Project Achievements
TyreGates explored the feasibility of infrastructure-based tyre condition monitoring for fleet environments. The project investigated whether tyre-related signals could be captured reliably using a fixed, drive-through sensing configuration positioned within a depot setting. Through the TRIG programme, the project progressed from Technology Readiness Level (TRL) 2 to TRL 3, achieving experimental proof of concept for key sensing elements and their interaction within a controlled setup. Structured testing and analysis demonstrated that relevant tyre-related signals can be observed under defined conditions, while also highlighting the practical challenges associated with calibration stability, environmental variability and vehicle usage patterns.

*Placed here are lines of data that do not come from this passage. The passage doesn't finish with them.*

//! Event handler for Claude Code hooks.
//!
//! Reads one JSON event from stdin, narrows it to an engine event, runs the
//! automation engine and writes the decision to stdout. The exit code is
//! the decision: 0 continues, 2 blocks the pending action.
//!
//! Transport errors (unreadable or malformed input) block: when the payload
//! cannot be trusted there is no safe default for a pre-action hook.
//! Everything downstream of a well-formed event recovers into a normal
//! decision instead - this process never surfaces a fault to the host.

use std::io::{self, Read};

use autopilot_core::{AutomationEngine, HookDecision, HookInput};

pub fn run() -> i32 {
    let mut input = String::new();
    let decision = match io::stdin().read_to_string(&mut input) {
        Ok(_) => decide(&input),
        Err(e) => {
            tracing::error!(error = %e, "Failed to read stdin");
            HookDecision::block(format!("Failed to read hook input: {}", e))
        }
    };

    emit(&decision);
    decision.exit_code()
}

fn decide(input: &str) -> HookDecision {
    if input.trim().is_empty() {
        return HookDecision::block("Missing hook input".to_string());
    }

    let hook_input: HookInput = match serde_json::from_str(input) {
        Ok(parsed) => parsed,
        Err(e) => {
            tracing::error!(error = %e, "Malformed hook input");
            return HookDecision::block(format!("Malformed hook input: {}", e));
        }
    };

    let Some(event) = hook_input.to_event() else {
        // Event kinds and tools we don't automate pass straight through.
        return HookDecision::proceed();
    };

    let cwd = hook_input.cwd.clone().unwrap_or_else(|| ".".to_string());
    let engine = AutomationEngine::new(cwd);
    engine.process_event(hook_input.session_id.as_deref(), &event)
}

fn emit(decision: &HookDecision) {
    match serde_json::to_string(decision) {
        Ok(json) => println!("{}", json),
        Err(e) => tracing::error!(error = %e, "Failed to serialize decision"),
    }
}
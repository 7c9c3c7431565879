//! Path management for per-project Autopilot data.
//!
//! All path decisions are centralized here so tests can inject temp
//! directories and the layout can change in one place.
//!
//! ## Layout
//!
//! ```text
//! <project>/.autopilot/state.json    persisted session state (atomic replace)
//! <project>/.autopilot/config.json   project-local configuration
//! ~/.autopilot/logs/                 hook binary log files
//! ```

use std::path::{Path, PathBuf};

/// Name of the hidden per-project data directory.
pub const DATA_DIR: &str = ".autopilot";

/// Central configuration for one project's Autopilot paths.
///
/// Production code uses `ProjectPaths::new(cwd)`; tests point it at a
/// `tempfile::tempdir()`.
#[derive(Debug, Clone)]
pub struct ProjectPaths {
    root: PathBuf,
}

impl ProjectPaths {
    pub fn new(project_root: impl Into<PathBuf>) -> Self {
        Self {
            root: project_root.into(),
        }
    }

    /// Returns the project working directory.
    pub fn root(&self) -> &Path {
        &self.root
    }

    /// Returns the hidden data directory for this project.
    pub fn data_dir(&self) -> PathBuf {
        self.root.join(DATA_DIR)
    }

    /// Path to the persisted session state file.
    pub fn state_file(&self) -> PathBuf {
        self.data_dir().join("state.json")
    }

    /// Path to the project-local configuration file.
    pub fn config_file(&self) -> PathBuf {
        self.data_dir().join("config.json")
    }

    /// Path to the project's declared script table (`package.json`).
    pub fn package_manifest(&self) -> PathBuf {
        self.root.join("package.json")
    }

    /// Path to the local dependency cache (`node_modules/`).
    pub fn dependency_cache(&self) -> PathBuf {
        self.root.join("node_modules")
    }
}

/// Returns the home-relative directory for hook log files.
pub fn log_dir() -> Option<PathBuf> {
    dirs::home_dir().map(|h| h.join(DATA_DIR).join("logs"))
}

#[cfg(test)]
mod tests {
    use super::*;

    #[test]
    fn test_paths_are_rooted_in_data_dir() {
        let paths = ProjectPaths::new("/project");
        assert_eq!(
            paths.state_file(),
            PathBuf::from("/project/.autopilot/state.json")
        );
        assert_eq!(
            paths.config_file(),
            PathBuf::from("/project/.autopilot/config.json")
        );
    }

    #[test]
    fn test_manifest_and_cache_are_project_level() {
        let paths = ProjectPaths::new("/project");
        assert_eq!(
            paths.package_manifest(),
            PathBuf::from("/project/package.json")
        );
        assert_eq!(
            paths.dependency_cache(),
            PathBuf::from("/project/node_modules")
        );
    }
}
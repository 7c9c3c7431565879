//! File logging for the hook binary.
//!
//! Hooks run with their stdout/stderr owned by the host protocol, so logs
//! go to daily-rolling files under `~/.autopilot/logs/`. Verbosity comes
//! from `AUTOPILOT_LOG` (EnvFilter syntax), defaulting to `warn`.

use fs_err as fs;

use tracing_appender::non_blocking::WorkerGuard;
use tracing_subscriber::EnvFilter;

pub fn init() -> Option<WorkerGuard> {
    let dir = autopilot_core::storage::log_dir()?;
    fs::create_dir_all(&dir).ok()?;

    let appender = tracing_appender::rolling::daily(dir, "autopilot-hook.log");
    let (writer, guard) = tracing_appender::non_blocking(appender);

    let filter = EnvFilter::try_from_env("AUTOPILOT_LOG").unwrap_or_else(|_| EnvFilter::new("warn"));

    tracing_subscriber::fmt()
        .with_env_filter(filter)
        .with_writer(writer)
        .with_ansi(false)
        .try_init()
        .ok()?;

    Some(guard)
}
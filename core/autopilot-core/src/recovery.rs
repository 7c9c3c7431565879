//! Crash-recovery analysis.
//!
//! Reconstructs "was work interrupted?" from the persisted state file plus
//! live uncommitted-change status, and renders a human-readable recovery
//! report for the start of the next session.

use crate::git;
use crate::state::{store, BuildStatus, Checkpoint, SessionState};
use crate::storage::ProjectPaths;

/// Derived recovery signals. Never persisted.
#[derive(Debug, Clone, Default, PartialEq)]
pub struct RecoveryInfo {
    pub needs_recovery: bool,
    pub previous_feature: Option<String>,
    pub on_branch: Option<String>,
    pub uncommitted_files: Vec<String>,
    pub pending_issues: Vec<String>,
    pub last_checkpoint: Option<Checkpoint>,
    /// Commits the recorded feature branch is ahead of main.
    pub unmerged_commits: Option<u32>,
}

/// Inspects a project for signs the previous session ended without a clean
/// wrap-up.
///
/// A missing state file means a first-ever session: nothing to recover.
pub fn check_crash_recovery(paths: &ProjectPaths) -> RecoveryInfo {
    if !store::exists(paths) {
        return RecoveryInfo::default();
    }

    let state = store::load(paths);
    let has_uncommitted = git::has_uncommitted_changes(paths.root()).unwrap_or(false);
    // Only worth a second git call when something is actually uncommitted.
    let uncommitted_files = if has_uncommitted {
        git::changed_files(paths.root()).unwrap_or_default()
    } else {
        Vec::new()
    };
    let feature_ahead = state.git.feature_branch.as_ref().and_then(|branch| {
        git::ahead_behind(paths.root(), &branch.name, &state.git.main_branch)
            .ok()
            .map(|(ahead, _behind)| ahead)
    });

    analyze(&state, has_uncommitted, uncommitted_files, feature_ahead)
}

/// Pure core of the analyzer: fuses persisted state with live git signals.
pub fn analyze(
    state: &SessionState,
    has_uncommitted: bool,
    uncommitted_files: Vec<String>,
    feature_ahead: Option<u32>,
) -> RecoveryInfo {
    let needs_recovery = has_uncommitted
        || state.git.feature_branch.is_some()
        || !state.tests.pending_fixes.is_empty()
        || state.build.status == BuildStatus::Failing
        || !state.files.modified_since_checkpoint.is_empty();

    let mut pending_issues = Vec::new();
    if !state.tests.pending_fixes.is_empty() {
        pending_issues.push(format!(
            "{} tests need fixes",
            state.tests.pending_fixes.len()
        ));
    }
    if state.build.status == BuildStatus::Failing {
        pending_issues.push("Build is failing".to_string());
    }
    if !state.tests.failing_files.is_empty() {
        pending_issues.push(format!(
            "{} test files failing",
            state.tests.failing_files.len()
        ));
    }

    let previous_feature = state.git.feature_branch.as_ref().map(|branch| {
        branch
            .description
            .clone()
            .unwrap_or_else(|| branch.name.clone())
    });
    let on_branch = if state.git.current_branch.is_empty() {
        None
    } else {
        Some(state.git.current_branch.clone())
    };

    RecoveryInfo {
        needs_recovery,
        previous_feature,
        on_branch,
        uncommitted_files,
        pending_issues,
        last_checkpoint: state.git.checkpoints.first().cloned(),
        unmerged_commits: feature_ahead.filter(|&ahead| ahead > 0),
    }
}

/// Renders the fixed-order recovery report.
///
/// Empty string when no recovery is needed; optional lines appear only when
/// their backing field is set.
pub fn format_recovery_context(info: &RecoveryInfo) -> String {
    if !info.needs_recovery {
        return String::new();
    }

    let mut lines = vec![
        "=== Session Recovery ===".to_string(),
        "Previous session appears to have ended without a clean wrap-up.".to_string(),
    ];
    if let Some(branch) = &info.on_branch {
        lines.push(format!("On branch: {}", branch));
    }
    if let Some(feature) = &info.previous_feature {
        lines.push(format!("Working on: {}", feature));
    }
    if let Some(ahead) = info.unmerged_commits {
        lines.push(format!("Unmerged commits ahead of main: {}", ahead));
    }
    if let Some(checkpoint) = &info.last_checkpoint {
        lines.push(format!("Last checkpoint: {}", checkpoint.message));
    }
    if !info.uncommitted_files.is_empty() {
        lines.push(format!(
            "Uncommitted files: {}",
            info.uncommitted_files.len()
        ));
    }
    if !info.pending_issues.is_empty() {
        lines.push("Pending issues:".to_string());
        for issue in &info.pending_issues {
            lines.push(format!("  - {}", issue));
        }
    }
    lines.push("Review the items above before starting new work.".to_string());
    lines.join("\n")
}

The work generated a structured experimental dataset and significantly reduced technical uncertainty around the concept. These results provide a clearer understanding of what is technically feasible and establish a foundation for further development and real-world validation.
Conclusions
The TRIG project confirmed that infrastructure-based approaches to tyre monitoring warrant further development but require careful sequencing of technical validation before operational deployment. The feasibility work demonstrated that useful tyre-related signals can be captured using a fixed sensing configuration, but also showed that signal quality is sensitive to environmental conditions, calibration stability and vehicle behaviour. One of the most important outcomes of the project was a clearer understanding of the practical constraints associated with real-world deployment. This evidence allows future work to focus on stabilising sensing performance and improving data consistency before progressing to larger trials. By addressing these feasibility questions early, the project reduced technical risk and provided a more credible pathway towards pilot deployments. The findings contribute to a small but growing body of knowledge around infrastructure-based sensing approaches for vehicle condition monitoring.
Next Steps
The next phase of development will focus on progressing from feasibility towards controlled real-world validation. Immediate priorities include refining sensor configuration and mounting geometry, improving calibration stability and expanding structured data collection across a wider range of operating conditions. Once sensing performance is sufficiently stable, the project will move towards carefully scoped pilot trials in operational environments such as fleet depots. Initial discussions with transport stakeholders have helped identify potential locations where early trials could be conducted in a controlled and monitored way. Alongside technical development, intellectual property protection is being pursued to safeguard the system architecture developed during the project. Future exploitation may involve collaboration with fleet technology providers, infrastructure partners or transport operators to support deployment. These steps provide a staged pathway from experimental feasibility to operational trials and eventual commercial deployment.